# [Work request]
Go over the entries and report the lines where the word "None" occurs.

# [Exercise material]
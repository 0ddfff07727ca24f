//! Alpha Vantage data provider.
//!
//! Fetches `TIME_SERIES_DAILY` over blocking HTTP. Alpha Vantage reports most
//! failures inside a 200 response (`Error Message`, `Note`, `Information`), so
//! the body is inspected before the time series is trusted.
//!
//! The free tier allows 5 calls per minute; requests are spaced by
//! `min_interval` (12 s by default). `outputsize=full` is premium-only: a
//! free key only ever requests `compact`, and a window older than `compact`
//! covers fails before any call is spent.

use std::collections::BTreeMap;
use std::sync::{Arc, Mutex};
use std::time::{Duration, Instant};

use chrono::NaiveDate;
use serde::Deserialize;

use super::circuit_breaker::CircuitBreaker;
use super::provider::{DataError, DataProvider, FetchResult, RawBar};
use crate::domain::Source;

pub const DEFAULT_BASE_URL: &str = "https://www.alphavantage.co/query";

/// `compact` returns the latest 100 trading days, roughly 140 calendar days.
const COMPACT_CALENDAR_DAYS: i64 = 140;

#[derive(Debug, Deserialize)]
struct TimeSeriesResponse {
    #[serde(rename = "Time Series (Daily)")]
    time_series: Option<BTreeMap<String, DailyQuote>>,
    #[serde(rename = "Error Message")]
    error_message: Option<String>,
    #[serde(rename = "Note")]
    note: Option<String>,
    #[serde(rename = "Information")]
    information: Option<String>,
}

#[derive(Debug, Deserialize)]
struct DailyQuote {
    #[serde(rename = "1. open")]
    open: String,
    #[serde(rename = "2. high")]
    high: String,
    #[serde(rename = "3. low")]
    low: String,
    #[serde(rename = "4. close")]
    close: String,
    #[serde(rename = "5. volume")]
    volume: String,
}

pub struct AlphaVantageProvider {
    client: reqwest::blocking::Client,
    api_key: String,
    base_url: String,
    circuit_breaker: Arc<CircuitBreaker>,
    min_interval: Duration,
    last_request: Mutex<Option<Instant>>,
    max_retries: u32,
    premium: bool,
}

impl AlphaVantageProvider {
    pub fn new(
        api_key: impl Into<String>,
        circuit_breaker: Arc<CircuitBreaker>,
    ) -> Result<Self, DataError> {
        let api_key = api_key.into();
        if api_key.trim().is_empty() {
            return Err(DataError::AuthenticationRequired(
                "Alpha Vantage API key is empty".into(),
            ));
        }
        let client = reqwest::blocking::Client::builder()
            .timeout(Duration::from_secs(30))
            .build()
            .map_err(|e| DataError::Other(format!("failed to build HTTP client: {e}")))?;

        Ok(Self {
            client,
            api_key,
            base_url: DEFAULT_BASE_URL.to_string(),
            circuit_breaker,
            min_interval: Duration::from_secs(12),
            last_request: Mutex::new(None),
            max_retries: 2,
            premium: false,
        })
    }

    pub fn with_base_url(mut self, base_url: impl Into<String>) -> Self {
        self.base_url = base_url.into();
        self
    }

    pub fn with_min_interval(mut self, min_interval: Duration) -> Self {
        self.min_interval = min_interval;
        self
    }

    pub fn with_max_retries(mut self, max_retries: u32) -> Self {
        self.max_retries = max_retries;
        self
    }

    /// Premium keys may request `outputsize=full`.
    pub fn with_premium(mut self, premium: bool) -> Self {
        self.premium = premium;
        self
    }

    /// `outputsize_for`, refusing `full` on a free key.
    fn outputsize(&self, start: NaiveDate, today: NaiveDate) -> Result<&'static str, DataError> {
        match Self::outputsize_for(start, today) {
            "full" if !self.premium => Err(DataError::AuthenticationRequired(format!(
                "a fetch starting {start} needs outputsize=full, which requires a premium \
                 Alpha Vantage key (set alpha_vantage.premium = true or shorten the window)"
            ))),
            size => Ok(size),
        }
    }

    /// `full` only when the window reaches further back than `compact` covers.
    pub fn outputsize_for(start: NaiveDate, today: NaiveDate) -> &'static str {
        if (today - start).num_days() > COMPACT_CALENDAR_DAYS {
            "full"
        } else {
            "compact"
        }
    }

    fn query_url(&self, symbol: &str, outputsize: &str) -> Result<reqwest::Url, DataError> {
        reqwest::Url::parse_with_params(
            &self.base_url,
            &[
                ("function", "TIME_SERIES_DAILY"),
                ("symbol", symbol),
                ("outputsize", outputsize),
                ("apikey", self.api_key.as_str()),
            ],
        )
        .map_err(|e| DataError::Other(format!("invalid Alpha Vantage base URL: {e}")))
    }

    /// Sleep until `min_interval` has passed since the previous request.
    fn throttle(&self) {
        let mut last = self.last_request.lock().unwrap_or_else(|e| e.into_inner());
        if let Some(prev) = *last {
            let elapsed = prev.elapsed();
            if elapsed < self.min_interval {
                let wait = self.min_interval - elapsed;
                tracing::debug!(?wait, "throttling Alpha Vantage request");
                std::thread::sleep(wait);
            }
        }
        *last = Some(Instant::now());
    }

    fn check_api_error(&self, symbol: &str, resp: &TimeSeriesResponse) -> Result<(), DataError> {
        if let Some(msg) = &resp.error_message {
            if msg.contains("Invalid API call") || msg.contains("not found") {
                return Err(DataError::SymbolNotFound {
                    symbol: symbol.to_string(),
                });
            }
            return Err(DataError::Other(format!("Alpha Vantage: {msg}")));
        }

        for msg in [&resp.note, &resp.information].into_iter().flatten() {
            if is_rate_limit_message(msg) {
                return Err(DataError::RateLimited {
                    provider: self.name().to_string(),
                });
            }
            if msg.contains("premium") || msg.contains("apikey") {
                return Err(DataError::AuthenticationRequired(msg.clone()));
            }
            tracing::warn!(symbol, message = %msg, "Alpha Vantage notice");
        }
        Ok(())
    }

    /// Parse a `TIME_SERIES_DAILY` body into bars sorted by date.
    pub fn parse_response(&self, symbol: &str, body: &str) -> Result<Vec<RawBar>, DataError> {
        let resp: TimeSeriesResponse = serde_json::from_str(body).map_err(|e| {
            DataError::ResponseFormatChanged(format!("failed to parse response for {symbol}: {e}"))
        })?;
        self.check_api_error(symbol, &resp)?;

        let series = resp.time_series.ok_or_else(|| {
            DataError::ResponseFormatChanged("missing 'Time Series (Daily)'".into())
        })?;

        // BTreeMap keys are ISO dates, so iteration order is already chronological.
        series
            .iter()
            .map(|(date, q)| {
                let date = NaiveDate::parse_from_str(date, "%Y-%m-%d").map_err(|_| {
                    DataError::ResponseFormatChanged(format!("invalid date key '{date}'"))
                })?;
                Ok(RawBar {
                    date,
                    open: parse_price(&q.open, "open")?,
                    high: parse_price(&q.high, "high")?,
                    low: parse_price(&q.low, "low")?,
                    close: parse_price(&q.close, "close")?,
                    volume: q.volume.trim().parse::<u64>().map_err(|_| {
                        DataError::ResponseFormatChanged(format!("invalid volume '{}'", q.volume))
                    })?,
                })
            })
            .collect()
    }

    fn fetch_with_retry(&self, symbol: &str, outputsize: &str) -> Result<Vec<RawBar>, DataError> {
        let tripped = || DataError::CircuitBreakerTripped {
            provider: self.name().to_string(),
        };
        let url = self.query_url(symbol, outputsize)?;
        let mut last_error = None;

        for attempt in 0..=self.max_retries {
            if !self.circuit_breaker.is_allowed() {
                return Err(tripped());
            }
            self.throttle();
            tracing::debug!(symbol, outputsize, attempt, "requesting Alpha Vantage daily series");

            // reqwest errors carry the URL, which contains the key.
            let resp = match self.client.get(url.clone()).send() {
                Ok(resp) => resp,
                Err(e) => {
                    let e = e.without_url();
                    if e.is_connect() || e.is_timeout() {
                        last_error = Some(DataError::NetworkUnreachable(e.to_string()));
                        continue;
                    }
                    return Err(DataError::NetworkUnreachable(e.to_string()));
                }
            };

            let status = resp.status();
            if status == reqwest::StatusCode::FORBIDDEN {
                self.circuit_breaker.trip();
                return Err(tripped());
            }
            if status == reqwest::StatusCode::TOO_MANY_REQUESTS {
                self.circuit_breaker.record_failure();
                last_error = Some(DataError::RateLimited {
                    provider: self.name().to_string(),
                });
                continue;
            }
            if !status.is_success() {
                self.circuit_breaker.record_failure();
                last_error = Some(DataError::Http {
                    provider: self.name().to_string(),
                    symbol: symbol.to_string(),
                    status: status.as_u16(),
                });
                continue;
            }

            let body = resp
                .text()
                .map_err(|e| DataError::NetworkUnreachable(e.without_url().to_string()))?;
            match self.parse_response(symbol, &body) {
                Ok(bars) => {
                    self.circuit_breaker.record_success();
                    return Ok(bars);
                }
                Err(e @ DataError::RateLimited { .. }) => {
                    self.circuit_breaker.record_failure();
                    last_error = Some(e);
                }
                Err(e) => return Err(e),
            }
        }

        Err(last_error.unwrap_or_else(|| DataError::Other("max retries exceeded".into())))
    }
}

fn is_rate_limit_message(msg: &str) -> bool {
    msg.contains("API call frequency") || msg.contains("rate limit")
}

fn parse_price(value: &str, field: &str) -> Result<f64, DataError> {
    value
        .trim()
        .parse::<f64>()
        .map_err(|_| DataError::ResponseFormatChanged(format!("invalid {field} '{value}'")))
}

impl DataProvider for AlphaVantageProvider {
    fn name(&self) -> &str {
        "alpha_vantage"
    }

    fn source(&self) -> Source {
        Source::AlphaVantage
    }

    fn fetch(
        &self,
        symbol: &str,
        start: NaiveDate,
        end: NaiveDate,
    ) -> Result<FetchResult, DataError> {
        let outputsize = self.outputsize(start, chrono::Utc::now().date_naive())?;
        let bars = self
            .fetch_with_retry(symbol, outputsize)?
            .into_iter()
            .filter(|b| b.date >= start && b.date <= end)
            .collect();
        Ok(FetchResult {
            symbol: symbol.to_string(),
            bars,
            source: Source::AlphaVantage,
        })
    }

    fn is_available(&self) -> bool {
        self.circuit_breaker.is_allowed()
    }
}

# [Finished exercise]
            last_request: Mutex::new(None),
        let mut last_error = None;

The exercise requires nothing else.